IL  SUPERALLENAMENTO

L’organismo, per quanto complesso e calcolatamente perfetto nella propria naturale imperfezione, abbiamo potuto riscontrare, ad un certo stimolo elabora una risposta, ci da quindi dei “campanelli di allarme”, la parte difficile non è sentirli… ma è quella di saperli decifrare!

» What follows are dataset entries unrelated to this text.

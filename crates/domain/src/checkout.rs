//! Cart-to-order transition.
//!
//! A checkout reads the user document at version `v`, aggregates the cart
//! and then commits "append order, clear cart" as one update guarded by a
//! compare-and-swap on `v`. Any write to the user in between (a cart change
//! or a second checkout) makes the swap fail, so an order always matches
//! the cart it was built from and a cart is ordered at most once.

use std::time::Instant;

use chrono::Utc;
use common::{CartItem, Money, Order, PaymentMethod, ProductId, UserId};
use document_store::{DocumentStore, Pipeline, UpdateOptions, UserUpdate, VersionedUser};

use crate::cart::CartTotals;
use crate::error::{CommerceError, Result};
use crate::settings::{EmptyCartPolicy, EngineSettings};
use crate::store_call::StoreGateway;

/// Places orders from a user's cart or from a single catalog product.
#[derive(Clone)]
pub struct CheckoutService<S> {
    gateway: StoreGateway<S>,
    totals: CartTotals<S>,
    empty_cart_policy: EmptyCartPolicy,
    payment_method: PaymentMethod,
}

impl<S: DocumentStore + Clone> CheckoutService<S> {
    pub fn new(store: S, settings: &EngineSettings) -> Self {
        let gateway = StoreGateway::new(store, settings);
        Self {
            totals: CartTotals::new(gateway.clone()),
            gateway,
            empty_cart_policy: settings.empty_cart_policy,
            payment_method: settings.default_payment_method,
        }
    }

    /// Turns the user's cart into an order and empties the cart.
    ///
    /// Not idempotent. After a `ConcurrentModification` nothing was written
    /// and the call may be repeated; after a `StoreTimeout` the order may
    /// exist, so check the history first.
    #[tracing::instrument(skip(self))]
    pub async fn checkout(&self, user_id: UserId) -> Result<Order> {
        let started = Instant::now();
        metrics::counter!("checkouts_total").increment(1);

        let result = self.place_from_cart(user_id).await;

        metrics::histogram!("checkout_duration_seconds").record(started.elapsed().as_secs_f64());
        match &result {
            Ok(order) => {
                metrics::counter!("orders_created_total", "source" => "cart").increment(1);
                tracing::info!(
                    %user_id,
                    order_id = %order.order_id,
                    total = %order.total_price,
                    items = order.order_list.len(),
                    "checkout completed"
                );
            }
            Err(CommerceError::ConcurrentModification(_)) => {
                metrics::counter!("checkout_conflicts_total").increment(1);
                tracing::warn!(%user_id, "checkout lost a race, nothing written");
            }
            Err(e) => tracing::debug!(%user_id, code = e.code(), "checkout failed"),
        }
        result
    }

    async fn place_from_cart(&self, user_id: UserId) -> Result<Order> {
        let VersionedUser { user, version } = self.gateway.load_user(user_id).await?;
        let total = self.totals.total_for(user_id).await?;

        // The aggregation runs after the read; a cart write in between shows
        // up as a mismatch here or as a failed swap below.
        let snapshot_total = Money::checked_sum(user.cart.iter().map(|item| item.price))
            .ok_or_else(|| {
                CommerceError::DecodeFailure(format!("cart total for user {user_id} overflows"))
            })?;
        if total != snapshot_total {
            return Err(CommerceError::ConcurrentModification(user_id));
        }

        if user.cart.is_empty() && self.empty_cart_policy == EmptyCartPolicy::Reject {
            return Err(CommerceError::EmptyCart);
        }

        let now = Utc::now();
        let order = Order::place(user.cart, total, self.payment_method, now);

        self.gateway
            .commit(
                user_id,
                vec![
                    UserUpdate::PushOrder(order.clone()),
                    UserUpdate::ClearCart,
                    UserUpdate::Touch(now),
                ],
                UpdateOptions::expect_version(version),
            )
            .await?;

        Ok(order)
    }

    /// Orders one catalog product directly. The live cart is not touched.
    #[tracing::instrument(skip(self))]
    pub async fn instant_buy(&self, product_id: ProductId, user_id: UserId) -> Result<Order> {
        let product = self.gateway.load_product(product_id).await?;
        let now = Utc::now();
        let order = Order::place(
            vec![CartItem::from(&product)],
            product.price,
            self.payment_method,
            now,
        );

        self.gateway
            .commit(
                user_id,
                vec![UserUpdate::PushOrder(order.clone()), UserUpdate::Touch(now)],
                UpdateOptions::new(),
            )
            .await?;

        metrics::counter!("orders_created_total", "source" => "instant_buy").increment(1);
        tracing::info!(%user_id, %product_id, order_id = %order.order_id, "instant buy completed");
        Ok(order)
    }

    /// Number of orders in the user's history.
    pub async fn order_count(&self, user_id: UserId) -> Result<u64> {
        let rows = self.gateway.aggregate(Pipeline::order_count(user_id)).await?;
        match rows.as_slice() {
            [] => Ok(0),
            [row] => u64::try_from(row.value).map_err(|_| {
                CommerceError::DecodeFailure(format!("negative order count {}", row.value))
            }),
            _ => Err(CommerceError::DecodeFailure(format!(
                "order count for user {user_id} returned {} groups",
                rows.len()
            ))),
        }
    }
}

#[cfg(test)]
mod tests {
    use super::*;
    use crate::cart::CartService;
    use crate::test_support::{seed_product, seed_user};
    use document_store::{DocumentStoreExt, InMemoryDocumentStore};

    struct Fixture {
        store: InMemoryDocumentStore,
        carts: CartService<InMemoryDocumentStore>,
        checkout: CheckoutService<InMemoryDocumentStore>,
    }

    fn fixture(settings: EngineSettings) -> Fixture {
        let store = InMemoryDocumentStore::new();
        Fixture {
            carts: CartService::new(store.clone(), &settings),
            checkout: CheckoutService::new(store.clone(), &settings),
            store,
        }
    }

    #[tokio::test]
    async fn checkout_moves_cart_into_order() {
        let f = fixture(EngineSettings::default());
        let user_id = seed_user(&f.store).await;
        let laptop = seed_product(&f.store, "Laptop", 250).await;
        let mouse = seed_product(&f.store, "Mouse", 100).await;
        f.carts.add_to_cart(laptop.product_id, user_id).await.unwrap();
        f.carts.add_to_cart(mouse.product_id, user_id).await.unwrap();

        let order = f.checkout.checkout(user_id).await.unwrap();
        assert_eq!(order.total_price, Money::from_cents(350));
        assert_eq!(order.order_list.len(), 2);
        assert_eq!(order.payment_method, PaymentMethod::CashOnDelivery);

        let user = f.store.get_user(user_id).await.unwrap().unwrap().user;
        assert!(user.cart.is_empty());
        assert_eq!(user.orders, vec![order]);
        assert_eq!(f.checkout.order_count(user_id).await.unwrap(), 1);
    }

    #[tokio::test]
    async fn empty_cart_is_rejected_by_default() {
        let f = fixture(EngineSettings::default());
        let user_id = seed_user(&f.store).await;

        let result = f.checkout.checkout(user_id).await;
        assert!(matches!(result, Err(CommerceError::EmptyCart)));
        assert_eq!(f.checkout.order_count(user_id).await.unwrap(), 0);
    }

    #[tokio::test]
    async fn empty_cart_allowed_yields_zero_order() {
        let f = fixture(
            EngineSettings::default().with_empty_cart_policy(EmptyCartPolicy::AllowZeroTotal),
        );
        let user_id = seed_user(&f.store).await;

        let order = f.checkout.checkout(user_id).await.unwrap();
        assert!(order.total_price.is_zero());
        assert!(order.order_list.is_empty());
    }

    #[tokio::test]
    async fn overflowing_cart_fails_without_an_order() {
        let f = fixture(EngineSettings::default());
        let user_id = seed_user(&f.store).await;
        let yacht = seed_product(&f.store, "Yacht", i64::MAX).await;
        f.carts.add_to_cart(yacht.product_id, user_id).await.unwrap();
        f.carts.add_to_cart(yacht.product_id, user_id).await.unwrap();

        let result = f.checkout.checkout(user_id).await;
        assert!(matches!(result, Err(CommerceError::DecodeFailure(_))));

        let user = f.store.get_user(user_id).await.unwrap().unwrap().user;
        assert_eq!(user.cart.len(), 2);
        assert!(user.orders.is_empty());
    }

    #[tokio::test]
    async fn failed_commit_leaves_cart_and_history() {
        let f = fixture(EngineSettings::default());
        let user_id = seed_user(&f.store).await;
        let desk = seed_product(&f.store, "Desk", 12_000).await;
        f.carts.add_to_cart(desk.product_id, user_id).await.unwrap();

        f.store.fail_next_updates(1);
        let result = f.checkout.checkout(user_id).await;
        assert!(matches!(result, Err(CommerceError::UpdateFailed(_))));

        let user = f.store.get_user(user_id).await.unwrap().unwrap().user;
        assert_eq!(user.cart.len(), 1);
        assert!(user.orders.is_empty());
    }

    #[tokio::test]
    async fn instant_buy_leaves_cart_alone() {
        let f = fixture(EngineSettings::default());
        let user_id = seed_user(&f.store).await;
        let pen = seed_product(&f.store, "Pen", 150).await;
        let book = seed_product(&f.store, "Book", 1_999).await;
        f.carts.add_to_cart(pen.product_id, user_id).await.unwrap();

        let order = f.checkout.instant_buy(book.product_id, user_id).await.unwrap();
        assert_eq!(order.total_price, Money::from_cents(1_999));
        assert_eq!(order.order_list[0].product_id, book.product_id);

        let user = f.store.get_user(user_id).await.unwrap().unwrap().user;
        assert_eq!(user.cart.len(), 1);
        assert_eq!(user.orders.len(), 1);
    }

    #[tokio::test]
    async fn instant_buy_unknown_product() {
        let f = fixture(EngineSettings::default());
        let user_id = seed_user(&f.store).await;

        let result = f.checkout.instant_buy(ProductId::new(), user_id).await;
        assert!(matches!(result, Err(CommerceError::ProductNotFound(_))));
    }
}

Rimanendo in tema di allenamento, non so se vi è mai successo di sentire, quel senso generale di stanchezza, perdita dell’appetito, difficoltà a prendere sonno, aumento della frequenza cardiaca a riposo, conseguente abbassamento della prestazione… Questo può essere una conseguenza derivante dal troppo allenamento e uno di quei campanelli di allarme che tenta di indicarvi o consigliarvi, che forse dovreste osservare qualche periodo di pausa, al fine di non andare incontro a patologie ancora più complesse.

Come abbiamo visto finora, i processi di allenamento (acquisire lena, cioè la capacità di svolgere uno stessa quantità di lavoro, con un minore dispendio energetico e quindi una quantità maggiore a parità di energia spesa) non sono poi così semplici come uno possa pensare e soprattutto, non c’è uno standard uguale per tutti, ma forse addirittura diversi per ognuno, con alcune varianti per meglio uniformarsi all’individuo atleta. Solitamente inoltre, nella programmazione e pianificazione dell’allenamento, si dovrebbe forse tenere conto anche di fattori quali: l’età, sesso, peso, altezza, tipo vita condotta etc. Ma penso che torneremo più avanti a parlare ancora e meglio, di questo ed altri aspetti estremamente specifici.